Добавить 16 комментариев

  • Ответить

    Тоже вчера обратил на это внимание.
    Более того, блокируются домены с rutracker в названии. rutracker.ru, *.rutracker.org.
    Поэспериментировав с заголовками Host, удалось обнаружить блокировку даже на blablablarutracker.org.

  • Ответить

    $ curl -s -H ‘Host: blablablarutracker.org’ http://liveinternet.ru |grep Сетевой
    Сетевой адрес ресурса включён в Единый Реестр доменных имен, указателей страниц сайтов сети «Интернет» и сетевых адресов, позволяющих идентифицировать сайты в сети «Интернет», содержащие информацию, распространение которой в Российской Федерации запрещено.

  • Ответить

    Действительно, фильтр у нашего оборудования с функциональностью DPI работает по ключевым словам в URL/URI.

    Описанный в посте случай является случайным стечением двух факторов, в нашей классической модели использования оборудования с DPI такое встречаться не должно.

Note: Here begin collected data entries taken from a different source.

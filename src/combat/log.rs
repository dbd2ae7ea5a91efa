//! Bounded combat log
//!
//! Rendered by the UI; the oldest entry is evicted once capacity is reached.

use std::collections::VecDeque;
use std::time::Duration;

use serde::{Deserialize, Serialize};

use crate::combat::constants::LOG_CAPACITY;

/// Category of a log line, used by the UI for coloring
#[derive(Debug, Clone, Copy, PartialEq, Eq, Serialize, Deserialize)]
pub enum LogKind {
    System,
    PlayerAttack,
    EnemyAttack,
    Dodge,
    Critical,
    Boss,
    Reward,
    Warning,
}

#[derive(Debug, Clone, PartialEq, Serialize, Deserialize)]
pub struct CombatLogEntry {
    /// Combat time when the entry was written
    pub at: Duration,
    pub kind: LogKind,
    pub message: String,
}

#[derive(Debug, Clone, Serialize, Deserialize)]
pub struct CombatLog {
    entries: VecDeque<CombatLogEntry>,
    capacity: usize,
}

impl Default for CombatLog {
    fn default() -> Self {
        Self::with_capacity(LOG_CAPACITY)
    }
}

impl CombatLog {
    pub fn with_capacity(capacity: usize) -> Self {
        let capacity = capacity.max(1);
        Self {
            entries: VecDeque::with_capacity(capacity),
            capacity,
        }
    }

    pub fn push(&mut self, at: Duration, kind: LogKind, message: impl Into<String>) {
        if self.entries.len() == self.capacity {
            self.entries.pop_front();
        }
        self.entries.push_back(CombatLogEntry {
            at,
            kind,
            message: message.into(),
        });
    }

    pub fn clear(&mut self) {
        self.entries.clear();
    }

    pub fn len(&self) -> usize {
        self.entries.len()
    }

    pub fn is_empty(&self) -> bool {
        self.entries.is_empty()
    }

    pub fn capacity(&self) -> usize {
        self.capacity
    }

    /// Oldest first
    pub fn iter(&self) -> impl Iterator<Item = &CombatLogEntry> {
        self.entries.iter()
    }

    pub fn last(&self) -> Option<&CombatLogEntry> {
        self.entries.back()
    }

    pub fn count(&self, kind: LogKind) -> usize {
        self.entries.iter().filter(|e| e.kind == kind).count()
    }
}
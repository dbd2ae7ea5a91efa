//! Boss fight behaviour layered on top of the regular attack loop

pub mod mechanics;

pub use mechanics::{BossDirective, BossMechanics, ThresholdTrigger, UltimateCycle};
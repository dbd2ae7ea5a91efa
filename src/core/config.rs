//! Combat and loot configuration with documented defaults
//!
//! Every tunable number the session, boss controller and loot roller read
//! lives here. Defaults come from `combat::constants`; a TOML file can
//! override any subset of fields.

use std::fs;
use std::path::Path;
use std::time::Duration;

use serde::{Deserialize, Serialize};

use crate::combat::constants;
use crate::core::error::{CombatError, Result};
use crate::core::types::{ItemId, Rarity};

/// Configuration for one combat session
#[derive(Debug, Clone, Serialize, Deserialize)]
#[serde(default)]
pub struct CombatConfig {
    // === PACING ===
    /// Player attack cooldown (milliseconds)
    ///
    /// Fixed rather than derived from an attack-speed stat so pacing stays
    /// predictable.
    pub player_attack_cooldown_ms: u64,

    /// Enemy attack cooldown (milliseconds)
    pub enemy_attack_cooldown_ms: u64,

    /// Delay between a defeat and the session resetting (milliseconds)
    ///
    /// Keeps the terminal log lines on screen before the fight is cleared.
    pub defeat_delay_ms: u64,

    /// Largest delta a single tick may advance (milliseconds)
    ///
    /// A stalled or backgrounded host delivers one huge frame; clamping it
    /// stops the fight from jumping ahead several attacks at once.
    pub max_tick_delta_ms: u64,

    // === LOG ===
    /// Maximum combat log entries kept; the oldest is evicted first
    pub log_capacity: usize,

    // === RANDOMNESS ===
    /// Seed for the session RNG
    pub seed: u64,

    /// Whether the player auto-attacks when a fight starts
    pub auto_attack: bool,

    /// Loot and pity tuning
    pub loot: LootConfig,
}

impl Default for CombatConfig {
    fn default() -> Self {
        Self {
            player_attack_cooldown_ms: constants::PLAYER_ATTACK_COOLDOWN_MS,
            enemy_attack_cooldown_ms: constants::ENEMY_ATTACK_COOLDOWN_MS,
            defeat_delay_ms: constants::DEFEAT_DELAY_MS,
            max_tick_delta_ms: constants::MAX_TICK_DELTA_MS,
            log_capacity: constants::LOG_CAPACITY,
            seed: 0x1D1E_C0DE,
            auto_attack: true,
            loot: LootConfig::default(),
        }
    }
}

impl CombatConfig {
    pub fn new() -> Self {
        Self::default()
    }

    /// Parse a config from TOML text, falling back to defaults for missing fields
    pub fn from_toml_str(content: &str) -> Result<Self> {
        let config: Self = toml::from_str(content)?;
        config.validate()?;
        Ok(config)
    }

    pub fn load(path: &Path) -> Result<Self> {
        let content = fs::read_to_string(path)?;
        Self::from_toml_str(&content)
    }

    pub fn player_attack_cooldown(&self) -> Duration {
        Duration::from_millis(self.player_attack_cooldown_ms)
    }

    pub fn enemy_attack_cooldown(&self) -> Duration {
        Duration::from_millis(self.enemy_attack_cooldown_ms)
    }

    pub fn defeat_delay(&self) -> Duration {
        Duration::from_millis(self.defeat_delay_ms)
    }

    pub fn max_tick_delta(&self) -> Duration {
        Duration::from_millis(self.max_tick_delta_ms)
    }

    /// Validate configuration for internal consistency
    pub fn validate(&self) -> Result<()> {
        if self.player_attack_cooldown_ms == 0 || self.enemy_attack_cooldown_ms == 0 {
            return Err(CombatError::InvalidConfig(
                "attack cooldowns must be positive".into(),
            ));
        }
        if self.max_tick_delta_ms == 0 {
            return Err(CombatError::InvalidConfig(
                "max_tick_delta_ms must be positive".into(),
            ));
        }
        if self.log_capacity == 0 {
            return Err(CombatError::InvalidConfig(
                "log_capacity must be at least 1".into(),
            ));
        }
        self.loot.validate()
    }
}

/// One pity guarantee: after `threshold` dry kills, grant an item of `rarity`
#[derive(Debug, Clone, PartialEq, Serialize, Deserialize)]
pub struct PityTier {
    pub rarity: Rarity,
    pub threshold: u32,
    /// Items one of which is granted when the guarantee fires
    ///
    /// An empty pool disables this tier without failing the kill.
    pub pool: Vec<ItemId>,
}

/// First-kill boss material for bosses at or above `min_level`
#[derive(Debug, Clone, PartialEq, Serialize, Deserialize)]
pub struct BracketReward {
    pub min_level: u32,
    pub item_id: ItemId,
    pub rarity: Rarity,
}

/// Loot roller tuning
#[derive(Debug, Clone, PartialEq, Serialize, Deserialize)]
#[serde(default)]
pub struct LootConfig {
    /// Largest bonus (percentage points) luck can add to a drop chance
    pub max_luck_bonus: f64,

    /// Luck points per percentage point of drop chance
    pub luck_divisor: f64,

    /// Pity guarantees; checked from highest rarity to lowest
    pub pity_tiers: Vec<PityTier>,

    /// Boss first-kill materials by level bracket
    pub boss_brackets: Vec<BracketReward>,

    /// Crafting materials a boss drops one of on every kill
    pub boss_material_pool: Vec<ItemId>,
}

impl Default for LootConfig {
    fn default() -> Self {
        let pool = |ids: &[&str]| ids.iter().map(|id| ItemId::from(*id)).collect::<Vec<_>>();
        Self {
            max_luck_bonus: constants::MAX_LUCK_BONUS,
            luck_divisor: constants::LUCK_DIVISOR,
            pity_tiers: vec![
                PityTier {
                    rarity: Rarity::Legendary,
                    threshold: constants::PITY_LEGENDARY,
                    pool: pool(&["crown_of_embers", "worldsplitter", "aegis_of_dawn"]),
                },
                PityTier {
                    rarity: Rarity::Epic,
                    threshold: constants::PITY_EPIC,
                    pool: pool(&["stormcaller_bow", "veilweave_robe", "runed_greathelm"]),
                },
                PityTier {
                    rarity: Rarity::Rare,
                    threshold: constants::PITY_RARE,
                    pool: pool(&["silvered_blade", "warden_mail", "band_of_focus"]),
                },
                PityTier {
                    rarity: Rarity::Uncommon,
                    threshold: constants::PITY_UNCOMMON,
                    pool: pool(&["iron_sword", "leather_jerkin", "copper_ring"]),
                },
            ],
            boss_brackets: vec![
                BracketReward {
                    min_level: 1,
                    item_id: ItemId::from("bronze_boss_sigil"),
                    rarity: Rarity::Uncommon,
                },
                BracketReward {
                    min_level: 10,
                    item_id: ItemId::from("silver_boss_sigil"),
                    rarity: Rarity::Rare,
                },
                BracketReward {
                    min_level: 25,
                    item_id: ItemId::from("gold_boss_sigil"),
                    rarity: Rarity::Epic,
                },
                BracketReward {
                    min_level: 50,
                    item_id: ItemId::from("astral_boss_sigil"),
                    rarity: Rarity::Legendary,
                },
            ],
            boss_material_pool: pool(&["arcane_shard", "ember_core", "frost_lattice", "storm_glass"]),
        }
    }
}

impl LootConfig {
    /// Pity tiers sorted highest rarity first, whatever order the config listed them in
    pub fn tiers_highest_first(&self) -> Vec<&PityTier> {
        let mut tiers: Vec<&PityTier> = self.pity_tiers.iter().collect();
        tiers.sort_by(|a, b| b.rarity.cmp(&a.rarity));
        tiers
    }

    /// Bracket reward for a boss level: the highest `min_level` not above `level`
    pub fn bracket_for(&self, level: u32) -> Option<&BracketReward> {
        self.boss_brackets
            .iter()
            .filter(|b| b.min_level <= level)
            .max_by_key(|b| b.min_level)
    }

    pub fn validate(&self) -> Result<()> {
        if self.luck_divisor.is_nan() || self.luck_divisor <= 0.0 {
            return Err(CombatError::InvalidConfig(
                "luck_divisor must be positive".into(),
            ));
        }
        if self.max_luck_bonus.is_nan() || self.max_luck_bonus < 0.0 {
            return Err(CombatError::InvalidConfig(
                "max_luck_bonus must not be negative".into(),
            ));
        }
        for tier in &self.pity_tiers {
            if !Rarity::PITY_TIERS.contains(&tier.rarity) {
                return Err(CombatError::InvalidConfig(format!(
                    "{} has no pity counter",
                    tier.rarity
                )));
            }
            if tier.threshold == 0 {
                return Err(CombatError::InvalidConfig(format!(
                    "{} pity threshold must be positive",
                    tier.rarity
                )));
            }
        }
        Ok(())
    }
}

    Чуть позже сегодня исправим это недоразумение.

  • Ответить

    Я про это писал еще до всяких историй рутрекеров. У них так банилось всю жизнь. Все, что запрещено — у них банилось ровно так криво, поиском по подстроке. Тут подробнее:
    http://sporaw.livejournal.com/390210.html

    Исправили ли сейчас только для рутрекера или вообще — не проверял (технически у меня нет возможности сейчас)

  • Ответить

    Не совсем так.

    NetByNet не пропускает inline весь трафик пользователей через коробку с DPI, а только блокируемые ресурсы. Поэтому не может случиться так, что любой случайный ресурс, содержащий искомую подстроку в URI, будет заблокирован.

  • Ответить

    Вы написали некоторый комментарий, я читаю его, и понять не могу — вы пытаетесь мне сказать, что то, что я наблюдал лично (и проверял лично) — не существовало? Ну, так это не так.

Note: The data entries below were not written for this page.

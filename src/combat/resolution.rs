//! Single-attack resolution
//!
//! Dodge roll, soft-capped defense, crit roll, then the caller's multiplier
//! (enrage, ultimate). Pure apart from the RNG; the session applies the
//! result and writes the log line.

use rand::Rng;

use crate::combat::constants::{DEFENSE_SOFT_CAP, ROLL_RANGE};
use crate::combat::stats::CombatantSnapshot;
use crate::core::amount::Amount;

/// How an attack landed
#[derive(Debug, Clone, Copy, PartialEq, Eq)]
pub enum HitKind {
    Dodged,
    Hit,
    Critical,
}

/// Result of one attack
#[derive(Debug, Clone, PartialEq)]
pub struct AttackOutcome {
    pub kind: HitKind,
    pub damage: Amount,
    /// Defender HP minus damage; may be negative, the session clamps
    pub defender_hp_after: Amount,
}

impl AttackOutcome {
    pub fn is_dodged(&self) -> bool {
        self.kind == HitKind::Dodged
    }

    pub fn is_critical(&self) -> bool {
        self.kind == HitKind::Critical
    }

    /// The single log line describing this attack
    pub fn describe(&self, attacker: &str, defender: &str) -> String {
        match self.kind {
            HitKind::Dodged => format!("{defender} dodged {attacker}'s attack"),
            HitKind::Hit => format!("{attacker} hit {defender} for {}", self.damage),
            HitKind::Critical => {
                format!("{attacker} critically hit {defender} for {}!", self.damage)
            }
        }
    }
}

/// Fraction of damage removed by `defense`: `defense / (defense + K)`
///
/// Always in [0, 1); negative defense counts as zero.
pub fn damage_reduction(defense: &Amount) -> f64 {
    let defense = defense.clamp_min_zero();
    let denominator = &defense + &Amount::from_u64(DEFENSE_SOFT_CAP);
    defense.ratio(&denominator)
}

/// Damage after defense, before crit: `attack * K / (defense + K)`
///
/// Same as `attack * (1 - defense / (defense + K))` without the float.
pub fn mitigated_damage(attack: &Amount, defense: &Amount) -> Amount {
    let k = Amount::from_u64(DEFENSE_SOFT_CAP);
    let denominator = &defense.clamp_min_zero() + &k;
    (&attack.clamp_min_zero() * &k)
        .checked_div(&denominator)
        .unwrap_or_else(Amount::zero)
}

/// Resolve one attack from `attacker` against `defender`
///
/// # Arguments
/// * `multiplier` - extra damage factor, 1.0 for a plain attack
///
/// # Returns
/// Outcome with truncated damage and the defender's unclamped HP after it
pub fn resolve_attack(
    attacker: &CombatantSnapshot,
    defender: &CombatantSnapshot,
    multiplier: f64,
    rng: &mut impl Rng,
) -> AttackOutcome {
    let dodge_roll: f64 = rng.gen_range(0.0..ROLL_RANGE);
    if dodge_roll < defender.dodge_chance {
        return AttackOutcome {
            kind: HitKind::Dodged,
            damage: Amount::zero(),
            defender_hp_after: defender.hp.clone(),
        };
    }

    let mut damage = mitigated_damage(&attacker.attack, &defender.defense);

    let crit_roll: f64 = rng.gen_range(0.0..ROLL_RANGE);
    let kind = if crit_roll < attacker.crit_chance {
        let crit_factor = attacker
            .crit_damage_percent
            .checked_div(&Amount::from_u64(100))
            .unwrap_or_else(Amount::zero);
        damage = &damage * &crit_factor;
        HitKind::Critical
    } else {
        HitKind::Hit
    };

    if multiplier != 1.0 {
        damage = damage.scale(multiplier);
    }
    let damage = damage.trunc();
    let defender_hp_after = &defender.hp - &damage;

    AttackOutcome {
        kind,
        damage,
        defender_hp_after,
    }
}

#[cfg(test)]
mod tests {
    use super::*;
    use rand::SeedableRng;
    use rand_chacha::ChaCha8Rng;

    fn snapshot(hp: u64, attack: u64, defense: u64) -> CombatantSnapshot {
        CombatantSnapshot::new(
            Amount::from_u64(hp),
            Amount::from_u64(attack),
            Amount::from_u64(defense),
        )
    }

    #[test]
    fn test_zero_defense_takes_full_damage() {
        let mut rng = ChaCha8Rng::seed_from_u64(42);
        let attacker = snapshot(100, 100, 0);
        let defender = snapshot(150, 0, 0);

        let outcome = resolve_attack(&attacker, &defender, 1.0, &mut rng);

        assert_eq!(outcome.kind, HitKind::Hit);
        assert_eq!(outcome.damage, Amount::from_u64(100));
        assert_eq!(outcome.defender_hp_after, Amount::from_u64(50));
    }

    #[test]
    fn test_defense_equal_to_soft_cap_halves_damage() {
        let mut rng = ChaCha8Rng::seed_from_u64(1);
        let outcome = resolve_attack(&snapshot(1, 200, 0), &snapshot(1000, 0, 100), 1.0, &mut rng);
        assert_eq!(outcome.damage, Amount::from_u64(100));
    }

    #[test]
    fn test_damage_truncated() {
        // 100 * 100 / 150 = 66.66..
        let mut rng = ChaCha8Rng::seed_from_u64(3);
        let outcome = resolve_attack(&snapshot(1, 100, 0), &snapshot(500, 0, 50), 1.0, &mut rng);
        assert_eq!(outcome.damage, Amount::from_u64(66));
    }

    #[test]
    fn test_hp_not_clamped_by_resolver() {
        let mut rng = ChaCha8Rng::seed_from_u64(5);
        let outcome = resolve_attack(&snapshot(1, 100, 0), &snapshot(30, 0, 0), 1.0, &mut rng);
        assert!(outcome.defender_hp_after.is_negative());
    }

    #[test]
    fn test_certain_dodge() {
        let mut rng = ChaCha8Rng::seed_from_u64(7);
        let defender = snapshot(100, 0, 0).with_dodge(100.0);
        for _ in 0..50 {
            let outcome = resolve_attack(&snapshot(1, 100, 0), &defender, 1.0, &mut rng);
            assert!(outcome.is_dodged());
            assert!(outcome.damage.is_zero());
            assert_eq!(outcome.defender_hp_after, Amount::from_u64(100));
        }
    }

    #[test]
    fn test_certain_crit_applies_crit_damage() {
        let mut rng = ChaCha8Rng::seed_from_u64(9);
        let attacker = snapshot(1, 100, 0).with_crit(100.0, 250);
        let outcome = resolve_attack(&attacker, &snapshot(1000, 0, 0), 1.0, &mut rng);
        assert!(outcome.is_critical());
        assert_eq!(outcome.damage, Amount::from_u64(250));
    }

    #[test]
    fn test_multiplier_stacks_with_crit() {
        let mut rng = ChaCha8Rng::seed_from_u64(11);
        let attacker = snapshot(1, 100, 0).with_crit(100.0, 200);
        let outcome = resolve_attack(&attacker, &snapshot(5000, 0, 0), 4.5, &mut rng);
        assert_eq!(outcome.damage, Amount::from_u64(900));
    }

    #[test]
    fn test_damage_reduction_bounds() {
        assert_eq!(damage_reduction(&Amount::zero()), 0.0);
        assert_eq!(damage_reduction(&Amount::from_u64(100)), 0.5);
        assert!(damage_reduction(&Amount::parse("1e300").unwrap()) <= 1.0);
        assert_eq!(damage_reduction(&Amount::parse("-50").unwrap()), 0.0);
    }

    #[test]
    fn test_describe_lines() {
        let outcome = AttackOutcome {
            kind: HitKind::Critical,
            damage: Amount::from_u64(12),
            defender_hp_after: Amount::zero(),
        };
        assert_eq!(outcome.describe("You", "Slime"), "You critically hit Slime for 12!");
    }
}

    То, что со вчерашнего дня так не происходит — возможно. А то, что до этого было ровно так (парсинг по подстроке) — лично мною виденные и проверенный факт еще в июле.

  • Ответить

    Андрей, ну пожалуйста, я наблюдал/участвовал/реализовывал рождение комплексного решения системы блокировок в NetByNet по ФЗ РФ (а сейчас это DPI, DNS, FlowSpec). Мне отсюда чуть-чуть больше видно, чем пользователям с той стороны реки. Правда.

    Если блокировалось на какому-то другом ресурсе по конкретной подстроке, значит, этот ресурс точно так же проходил через оборудование с DPI, так как участвовал в списках.

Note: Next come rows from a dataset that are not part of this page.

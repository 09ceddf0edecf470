//! Reactive Primitives
//!
//! This module implements the core reactive system: signals, memos, effects
//! and the batching scheduler. These primitives form the foundation that
//! stores and forms are built on.
//!
//! # Concepts
//!
//! ## Signals
//!
//! A Signal is a container for mutable state. When a signal's value is read
//! within a tracking context (such as a memo or effect), the read is
//! recorded. When the signal's value changes, all dependents are notified.
//!
//! ## Memos
//!
//! A Memo is a derived value that caches its result. It re-evaluates only
//! when one of its dependencies changes, and only when it is read.
//!
//! ## Effects
//!
//! An Effect is a side-effecting computation that runs whenever its
//! dependencies change. Effects synchronize reactive state with the outside
//! world.
//!
//! ## Batches
//!
//! [`batch`] defers notifications until a block of writes completes, so each
//! dependent runs once and sees only the final values.
//!
//! # Implementation Notes
//!
//! The reactive system uses a thread-local tracking stack to detect
//! dependencies automatically, and a thread-local scheduler for batching.
//! Execution is synchronous: writes and the re-runs they trigger happen on
//! the caller's stack.

mod context;
mod effect;
mod memo;
mod scheduler;
mod signal;
mod subscriber;

pub use context::{untracked, ReactiveContext, TrackedSources};
pub use effect::{effect, Cleanup, Effect, IntoCleanup};
pub use memo::{memo, Memo, MemoState};
pub use scheduler::{batch, is_batching, schedule};
pub use signal::{create_signal, Equality, ReadSignal, Signal, WriteSignal};
pub use subscriber::{
    Dependencies, SourceId, Subscriber, SubscriberId, SubscriberSet, TrackedSource, Unsubscribe,
};
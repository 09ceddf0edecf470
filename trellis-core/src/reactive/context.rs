//! Reactive Context
//!
//! The reactive context tracks which computation is currently running.
//! This enables automatic dependency tracking: when a signal is read,
//! the read is recorded against the current computation.
//!
//! # Implementation
//!
//! We use a thread-local stack to track the currently executing computation.
//! When entering a reactive context (e.g., running a memo or effect), we push
//! an entry onto the stack. When the computation completes, we pop it and the
//! computation reconciles its subscriptions against the sources it read.
//!
//! This design supports nested reactive contexts (e.g., an effect that reads
//! a memo, which itself reads a signal). An untracked entry on top of the
//! stack suspends tracking for everything that runs inside it.

use std::cell::RefCell;

use smallvec::SmallVec;

use super::subscriber::{SubscriberId, TrackedSource};

/// Sources read by a single run, in first-read order.
pub type TrackedSources = SmallVec<[TrackedSource; 4]>;

thread_local! {
    static CONTEXT_STACK: RefCell<Vec<ContextEntry>> = const { RefCell::new(Vec::new()) };
}

/// An entry in the reactive context stack.
#[derive(Debug)]
struct ContextEntry {
    /// The computation being tracked. `None` marks an untracked region.
    subscriber_id: Option<SubscriberId>,
    /// Sources read during this computation, deduplicated by ID.
    sources: TrackedSources,
}

/// Guard that pops the context when dropped.
///
/// This keeps the stack balanced even if the computation panics.
pub struct ReactiveContext {
    subscriber_id: Option<SubscriberId>,
}

impl ReactiveContext {
    /// Enter a new reactive context for the given subscriber.
    ///
    /// While this context is on top of the stack, every signal read is
    /// recorded against `subscriber_id`.
    pub fn enter(subscriber_id: SubscriberId) -> Self {
        Self::push(Some(subscriber_id))
    }

    /// Enter an untracked region. Reads inside it are not recorded anywhere.
    pub fn suspend() -> Self {
        Self::push(None)
    }

    fn push(subscriber_id: Option<SubscriberId>) -> Self {
        CONTEXT_STACK.with(|stack| {
            stack.borrow_mut().push(ContextEntry {
                subscriber_id,
                sources: SmallVec::new(),
            });
        });

        Self { subscriber_id }
    }

    /// Check if reads are currently being tracked.
    pub fn is_active() -> bool {
        Self::current_subscriber().is_some()
    }

    /// Get the subscriber ID of the computation being tracked, if any.
    pub fn current_subscriber() -> Option<SubscriberId> {
        CONTEXT_STACK.with(|stack| stack.borrow().last().and_then(|entry| entry.subscriber_id))
    }

    /// Record a read of the given source.
    ///
    /// Called by signals and memos when they are read.
    pub fn track(source: TrackedSource) {
        CONTEXT_STACK.with(|stack| {
            if let Some(entry) = stack.borrow_mut().last_mut() {
                if entry.subscriber_id.is_none() {
                    return;
                }
                if !entry.sources.iter().any(|seen| seen.id == source.id) {
                    entry.sources.push(source);
                }
            }
        });
    }

    /// Take the sources recorded by the innermost context.
    pub fn take_sources() -> TrackedSources {
        CONTEXT_STACK.with(|stack| {
            stack
                .borrow_mut()
                .last_mut()
                .map(|entry| std::mem::take(&mut entry.sources))
                .unwrap_or_default()
        })
    }
}

impl Drop for ReactiveContext {
    fn drop(&mut self) {
        CONTEXT_STACK.with(|stack| {
            let popped = stack.borrow_mut().pop();

            if let Some(entry) = popped {
                debug_assert_eq!(
                    entry.subscriber_id, self.subscriber_id,
                    "ReactiveContext mismatch: expected {:?}, got {:?}",
                    self.subscriber_id, entry.subscriber_id
                );
            }
        });
    }
}

/// Run `f` without recording any of its reads.
pub fn untracked<F, R>(f: F) -> R
where
    F: FnOnce() -> R,
{
    let _ctx = ReactiveContext::suspend();
    f()
}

    Да, мы обязательно накажем наши DPI-коробки за такое поведение в ближайшие дни :)

  • Ответить

    > так как участвовал в списках

    «Он» не участвовал ни в каких списках, потому… Блокировалось на любом ресурсе, достаточно было вписать запрещенный домен в запрос. См. мой оригинальный июльский пост.

  • Ответить

    Но я подозреваю, что данный разговор далее бессмысленен. Условно мое слово против вашего. Единственное, что еще добавляет силы моим словам — ровно такое же проявление (по внешним признакам), описанной в этой статье. Абсолютно левый домен — liveinternet.ru, у него в подстроке запрещенный домен. Ну, в общем, это ровно то, что я описывал в посте еще в июле.

  • Ответить

    Андрей, я не могу раскрывать деталей, так как NDA. Скажу лишь, трафик в сторону liveinternet.ru у нас пропускался через оборудование с DPI. То, что в его URI происходил поиск совпадений сторонних ресурсов — это баг высокоуровневой логики оборудования. Вероятность такого попадания была мала, но баг выстрелил, как мы теперь уже знаем.

    Диалог за исчерпанием этого неприятного момента и нашим волевым решением изменить условия поиска на более жесткие уже бессмысленен, верно.